Por Carlos Alberto Ospina M.
La muerte de un ser querido es una amputación invisible del ánimo. En algunos casos, una despedida de sopetón que no encuentra posada en el duelo inicial, puesto que tampoco hay otro remedio para aquello que se rompe dentro de uno a manera de golpe seco o zarpazo que desgarra la garganta sin previo aviso. De idéntica materia hay pérdidas inapelables a causa de una enfermedad huérfana, la edad o el invisible desespero.
La fecha de vencimiento de un amigo trae consigo la insalvable aflicción, la butaca desocupa al lado de la mesa de las tertulias, el fastidioso montón de colillas de cigarrillo y la postura jorobada de su espalda en esos instantes de elocuencia. La ausencia del compañero ata los recuerdos a sus gafas empañadas, a la comisura de los labios a modo de hacer antesala al chiste refinado y al repiqueteo de sus avispados secretos sensibles. No tuvo la suerte de Adonis, pero su intelecto cautivaba a más de una espectadora.
Es claro que no existe una forma de prepararse, quizá, contamos con unos atisbos iniciales de resignación. Por esto, ciertos instantes se vuelven más gélidos y ajenos, pues algo está incompleto. Tanto que el punto de encuentro pierde los matices del vínculo y la carcajada tendida carece de la infección de la complicidad. Es verdad que ahora llueven lágrimas por el ausente.
El buen juicio aconseja no dejarse engañar por el pálpito que ese cómplice aparecerá con su sonrisa intacta y la voz cascabelera abriendo su pecho a la esperanza.

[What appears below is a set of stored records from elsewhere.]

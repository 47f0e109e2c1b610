#![allow(clippy::doc_markdown)]
#![allow(clippy::missing_errors_doc)]
use clap::Parser;

use crate::ui::{Cli, Colors, colors};

mod converter;
mod spec;
mod ui;
mod wadl;

#[tokio::main]
async fn main() -> anyhow::Result<()> {
  let cli = Cli::parse();
  let colors = Colors::new(colors::colors_enabled(cli.color));
  let list = cli.list;
  let config = ui::commands::ConvertConfig::from_cli(cli)?;

  if list {
    ui::commands::list_resources(&config, &colors).await?;
  } else {
    ui::commands::convert(&config, &colors).await?;
  }

  Ok(())
}
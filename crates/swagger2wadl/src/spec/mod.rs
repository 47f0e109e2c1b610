pub mod error;
pub mod loader;
pub mod model;

pub use error::SpecError;
pub use loader::SpecSource;
pub use model::{ApiDeclaration, ApiEntry, Operation, Parameter, ResponseMessage};
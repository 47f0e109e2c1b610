pub mod cli;
pub mod colors;
pub mod commands;

pub use cli::Cli;
pub use colors::Colors;

fn term_width() -> u16 {
  if let Ok((width, _)) = crossterm::terminal::size() {
    width
  } else {
    80
  }
}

En cualquier caso, el dolor indefinido, la punzada en el vientre y el nudo en la garganta encierran el estallido de los sentimientos.

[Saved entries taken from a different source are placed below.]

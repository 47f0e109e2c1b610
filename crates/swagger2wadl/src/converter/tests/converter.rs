use serde_json::json;

use super::support::{ENDPOINT, convert, convert_with, declaration, method_names, petstore, resources, resources_with_path};
use crate::converter::{ConversionWarning, ConvertOptions, ResponsePolicy, WadlConverter};

#[test]
fn test_minimal_document_serializes_exactly() {
  let declaration = declaration(json!({
    "resourcePath": "/pets",
    "description": "Pets",
    "apis": [{
      "path": "/pets/{pet_id}",
      "operations": [{
        "method": "get",
        "parameters": [{ "name": "pet_id", "paramType": "path", "required": true }],
        "responseMessages": [{ "code": 200 }]
      }]
    }]
  }));

  let xml = convert(&declaration).to_xml(false).unwrap();
  let expected = concat!(
    r#"<application xmlns="http://wadl.dev.java.net/2009/02" "#,
    r#"xmlns:xsi="http://www.w3.org/2001/XMLSchema-instance" "#,
    r#"xsi:schemaLocation="http://wadl.dev.java.net/2009/02 http://www.w3.org/Submission/wadl/wadl.xsd" "#,
    r#"xmlns:json="http://wadl.dev.java.net/2009/02/json-schema">"#,
    r#"<doc>Pets</doc>"#,
    r#"<resources base="http://localhost:8080/pets">"#,
    r#"<resource path="pets"><resource path="petId">"#,
    r#"<param name="petId" style="template" required="true"/>"#,
    r#"<method name="GET"><request/><response status="200"/></method>"#,
    r#"</resource></resource>"#,
    r#"</resources></application>"#,
  );
  assert_eq!(xml, expected);
}

#[test]
fn test_root_has_doc_and_namespaces_in_order() {
  let declaration = declaration(json!({ "resourcePath": "/empty", "apis": [] }));
  let output = convert(&declaration);
  let document = &output.document;

  assert_eq!(document.name(), "application");
  let keys: Vec<_> = document.attributes().iter().map(|(key, _)| key.as_str()).collect();
  assert_eq!(keys, vec!["xmlns", "xmlns:xsi", "xsi:schemaLocation", "xmlns:json"]);

  let names: Vec<_> = document.children().iter().map(|child| child.name()).collect();
  assert_eq!(names, vec!["doc", "resources"]);
  assert_eq!(document.child("doc").unwrap().text(), None);
  assert!(resources(document).children().is_empty());
}

#[test]
fn test_base_is_plain_concatenation() {
  let declaration = declaration(json!({ "resourcePath": "/pet", "apis": [] }));

  let converter = WadlConverter::new(&declaration, "http://host:8080/api/", ConvertOptions::default());
  assert_eq!(converter.base(), "http://host:8080/api//pet");

  let output = converter.convert();
  assert_eq!(resources(&output.document).attr("base"), Some("http://host:8080/api//pet"));
}

#[test]
fn test_method_notes_become_doc_before_request() {
  let declaration = declaration(json!({
    "resourcePath": "/pets",
    "apis": [{
      "path": "/pets",
      "operations": [{ "method": "Post", "notes": "Adds a pet", "parameters": [], "responseMessages": [] }]
    }]
  }));

  let output = convert(&declaration);
  let method = resources(&output.document).children()[0].child("method").unwrap();

  assert_eq!(method.attr("name"), Some("POST"));
  let order: Vec<_> = method.children().iter().map(|child| child.name()).collect();
  assert_eq!(order, vec!["doc", "request"]);
  assert_eq!(method.child("doc").unwrap().text(), Some("Adds a pet"));
}

#[test]
fn test_petstore_resource_tree() {
  let declaration = petstore();
  let output = convert(&declaration);
  let document = &output.document;

  assert_eq!(document.child("doc").unwrap().text(), Some("Operations about pets"));
  let resources = resources(document);
  assert_eq!(resources.attr("base"), Some("http://localhost:8080/pet"));

  let paths: Vec<_> = resources.children().iter().filter_map(|r| r.attr("path")).collect();
  assert_eq!(paths, vec!["pet", "pet/findByStatus", "pet/uploadImage"]);

  let pet = resources_with_path(resources, "pet")[0];
  assert_eq!(method_names(pet), vec!["POST", "PUT"]);

  let by_id = resources_with_path(pet, "petId")[0];
  assert_eq!(by_id.child("param").unwrap().attr("name"), Some("petId"));
  assert_eq!(method_names(by_id), vec!["GET", "DELETE"]);

  let get = by_id.child("method").unwrap();
  assert_eq!(get.child("doc").unwrap().text(), Some("Returns a pet based on ID"));
  assert!(get.child("request").unwrap().children().is_empty());
  let statuses: Vec<_> = get.children_named("response").filter_map(|r| r.attr("status")).collect();
  assert_eq!(statuses, vec!["200", "400", "404"]);

  let delete = by_id.children_named("method").nth(1).unwrap();
  let delete_params: Vec<_> = delete
    .child("request")
    .unwrap()
    .children_named("param")
    .filter_map(|p| p.attr("name"))
    .collect();
  assert_eq!(delete_params, vec!["apiKey"]);

  let find = resources_with_path(resources, "pet/findByStatus")[0];
  let find_params: Vec<_> = find
    .child("method")
    .unwrap()
    .child("request")
    .unwrap()
    .children_named("param")
    .filter_map(|p| p.attr("name"))
    .collect();
  assert_eq!(find_params, vec!["status", "pageSize"]);
}

#[test]
fn test_petstore_stats_and_warnings() {
  let declaration = petstore();
  let stats = convert(&declaration).stats;

  assert_eq!(stats.apis_processed, 5);
  assert_eq!(stats.resources_created, 4);
  assert_eq!(stats.template_resources_created, 1);
  assert_eq!(stats.resources_merged, 2);
  assert_eq!(stats.methods_generated, 6);
  assert_eq!(stats.params_generated, 4);
  assert_eq!(stats.responses_generated, 10);
  assert_eq!(
    stats.warnings,
    vec![ConversionWarning::UntypedBody {
      method: "POST".to_string(),
      path: "/pet/uploadImage".to_string(),
      param: "file".to_string(),
    }]
  );
}

#[test]
fn test_petstore_bucketed_responses() {
  let declaration = petstore();
  let output = convert_with(&declaration, ResponsePolicy::Bucketed);

  let pet = resources_with_path(resources(&output.document), "pet")[0];
  let put = pet.children_named("method").find(|m| m.attr("name") == Some("PUT")).unwrap();
  let statuses: Vec<_> = put.children_named("response").filter_map(|r| r.attr("status")).collect();
  assert_eq!(statuses, vec!["400 405", "401 404"]);
  assert!(put.children_named("response").all(|r| r.child("doc").is_none()));
}

#[test]
fn test_conversion_is_deterministic() {
  let declaration = petstore();

  let first = convert(&declaration).to_xml(false).unwrap();
  let second = convert(&declaration).to_xml(false).unwrap();
  assert_eq!(first, second);

  let reparsed = petstore();
  let third = WadlConverter::new(&reparsed, ENDPOINT, ConvertOptions::default())
    .convert()
    .to_xml(false)
    .unwrap();
  assert_eq!(first, third);
}

#[test]
fn test_pretty_output_matches_compact_content() {
  let declaration = petstore();
  let output = convert(&declaration);

  let compact = output.to_xml(false).unwrap();
  let pretty = output.to_xml(true).unwrap();

  assert!(pretty.contains("\n  <doc>Operations about pets</doc>"));
  let squashed: String = pretty.lines().map(str::trim_start).collect();
  assert_eq!(squashed, compact);
}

La fuerza intelectual del alma no deja de repetir la promesa de tomarse un café o retornar a un espacio junto a los compinches de ayer. Sin embargo, el inexorable paso del tiempo hizo que las palabras al aire sean el verbo del duelo de hoy. En este momento no importa si dijo cuántas son cinco ni la contundencia del silencio deliberado. El estremecimiento que origina la evocación de un ‘tal vez’, ‘ojalá’, ‘nos tenemos que reunir’ y ’de una’ alimentan la pena de la desaparición corporal.
Aceptar sin la rabia que aplasta el pecho ni la culpa sin remedio es un proceso lento de negociación espiritual. A ciegas, en dirección prohibida hacia la tristeza que arrebata la presencia de alguien simultáneamente que, agita el deseo irracional, de devolver el lapso que no perdona la separación.
La interrupción de esta acción en curso es el resultado de las dagas afiladas por las bromas que solo tenían sentido entre los amigos, los abrazos insuficientes y de vez en cuando, una sesión de confesiones varias. Ninguna cosa quedó a medias en función de los lugares visitados, las experiencias compartidas, la música de fondo y la memoria impregnada de su presencia. El amor de la lumbre es así, cercano, no quema y calienta lo necesario.
Con tal seguridad, el duelo por un familiar no dilata las causas que llevan a agarrarse a un hierro ardiendo. Nada de eso transforma el sufrimiento en nostalgia y sensación de vacío. Por más que se intente no se puede equiparar el ánimo a favor de un compañero, el cual nos recuerda la consciencia que todo es efímero. A pesar de la fugacidad, nunca jamás en la vida olvidar la importancia de la familia y los buenos amigos. El afecto de ambos no excede los límites de lo justo y lo indispensable. Siempre decir y hacer con ellos lo produzca felicidad.
Enfoque crítico – pie de página. Con cariño para José Gabriel Cataño Rojas (q. e. p. d. 20 de marzo de 2025) y para mis demás amigos aún presentes.